───── Data for processing

// src/generator.rs
//
// Sample generation.
//
// Produces the array a run sorts. Values always land in
// [min_value, max_value); the distribution decides how they are
// spread across the array.

use rand::rngs::StdRng;
use rand::{Rng, SeedableRng};

use crate::config::{Distribution, SortConfig};

/// Random source for sample arrays.
///
/// Owned by the engine so that a seeded configuration reproduces the
/// same array on every start.
pub struct SampleGenerator {
    rng: StdRng,
}

impl SampleGenerator {
    pub fn new() -> Self {
        Self {
            rng: StdRng::from_entropy(),
        }
    }

    pub fn with_seed(seed: u64) -> Self {
        Self {
            rng: StdRng::seed_from_u64(seed),
        }
    }

    /// Restart the random sequence from `seed`.
    pub fn reseed(&mut self, seed: u64) {
        self.rng = StdRng::seed_from_u64(seed);
    }

    /// Generate the sample array for a run.
    pub fn generate(&mut self, config: &SortConfig) -> Vec<i32> {
        generate(
            &mut self.rng,
            config.sample_count,
            config.min_value,
            config.max_value,
            config.distribution,
        )
    }
}

impl Default for SampleGenerator {
    fn default() -> Self {
        Self::new()
    }
}

/// Generate `count` values in `[min, max)`.
///
/// `count == 0` yields an empty array. An empty range yields `min`
/// for every slot.
pub fn generate<R: Rng + ?Sized>(
    rng: &mut R,
    count: usize,
    min: i32,
    max: i32,
    distribution: Distribution,
) -> Vec<i32> {
    if count == 0 {
        return Vec::new();
    }

    if max <= min {
        return vec![min; count];
    }

    let range = max as i64 - min as i64;
    let band_width = range as f64 / count as f64;

    (0..count)
        .map(|index| match distribution {
            Distribution::Uniform => rng.gen_range(min..max),
            Distribution::Ascending => draw_from_band(rng, min, max, band_width, index),
            Distribution::Descending => {
                draw_from_band(rng, min, max, band_width, count - 1 - index)
            }
        })
        .collect()
}

/// Draw a value from the `band`-th slice of width `band_width` above `min`.
#[inline]
fn draw_from_band<R: Rng + ?Sized>(
    rng: &mut R,
    min: i32,
    max: i32,
    band_width: f64,
    band: usize,
) -> i32 {
    let low = band_width * band as f64;
    let high = band_width * (band + 1) as f64;

    let offset = if high > low {
        rng.gen_range(low..high)
    } else {
        low
    };

    // Truncation keeps neighbouring bands ordered.
    let value = min as i64 + offset as i64;
    value.clamp(min as i64, max as i64 - 1) as i32
}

──────────

All the lines above must appear again in the answer, word for word.

// src/generator.rs
//
// Sample generation.
//
// Produces the array a run sorts. Values always land in
// [min_value, max_value); the distribution decides how they are
// spread across the array.

use rand::rngs::StdRng;
use rand::{Rng, SeedableRng};

use crate::config::{Distribution, SortConfig};

/// Random source for sample arrays.
///
/// Owned by the engine so that a seeded configuration reproduces the
/// same array on every start.
pub struct SampleGenerator {
    rng: StdRng,
}

impl SampleGenerator {
    pub fn new() -> Self {
        Self {
            rng: StdRng::from_entropy(),
        }
    }

    pub fn with_seed(seed: u64) -> Self {
        Self {
            rng: StdRng::seed_from_u64(seed),
        }
    }

    /// Restart the random sequence from `seed`.
    pub fn reseed(&mut self, seed: u64) {
        self.rng = StdRng::seed_from_u64(seed);
    }

    /// Generate the sample array for a run.
    pub fn generate(&mut self, config: &SortConfig) -> Vec<i32> {
        generate(
            &mut self.rng,
            config.sample_count,
            config.min_value,
            config.max_value,
            config.distribution,
        )
    }
}

impl Default for SampleGenerator {
    fn default() -> Self {
        Self::new()
    }
}

/// Generate `count` values in `[min, max)`.
///
/// `count == 0` yields an empty array. An empty range yields `min`
/// for every slot.
pub fn generate<R: Rng + ?Sized>(
    rng: &mut R,
    count: usize,
    min: i32,
    max: i32,
    distribution: Distribution,
) -> Vec<i32> {
    if count == 0 {
        return Vec::new();
    }

    if max <= min {
        return vec![min; count];
    }

    let range = max as i64 - min as i64;
    let band_width = range as f64 / count as f64;

    (0..count)
        .map(|index| match distribution {
            Distribution::Uniform => rng.gen_range(min..max),
            Distribution::Ascending => draw_from_band(rng, min, max, band_width, index),
            Distribution::Descending => {
                draw_from_band(rng, min, max, band_width, count - 1 - index)
            }
        })
        .collect()
}

/// Draw a value from the `band`-th slice of width `band_width` above `min`.
#[inline]
fn draw_from_band<R: Rng + ?Sized>(
    rng: &mut R,
    min: i32,
    max: i32,
    band_width: f64,
    band: usize,
) -> i32 {
    let low = band_width * band as f64;
    let high = band_width * (band + 1) as f64;

    let offset = if high > low {
        rng.gen_range(low..high)
    } else {
        low
    };

    // Truncation keeps neighbouring bands ordered.
    let value = min as i64 + offset as i64;
    value.clamp(min as i64, max as i64 - 1) as i32
}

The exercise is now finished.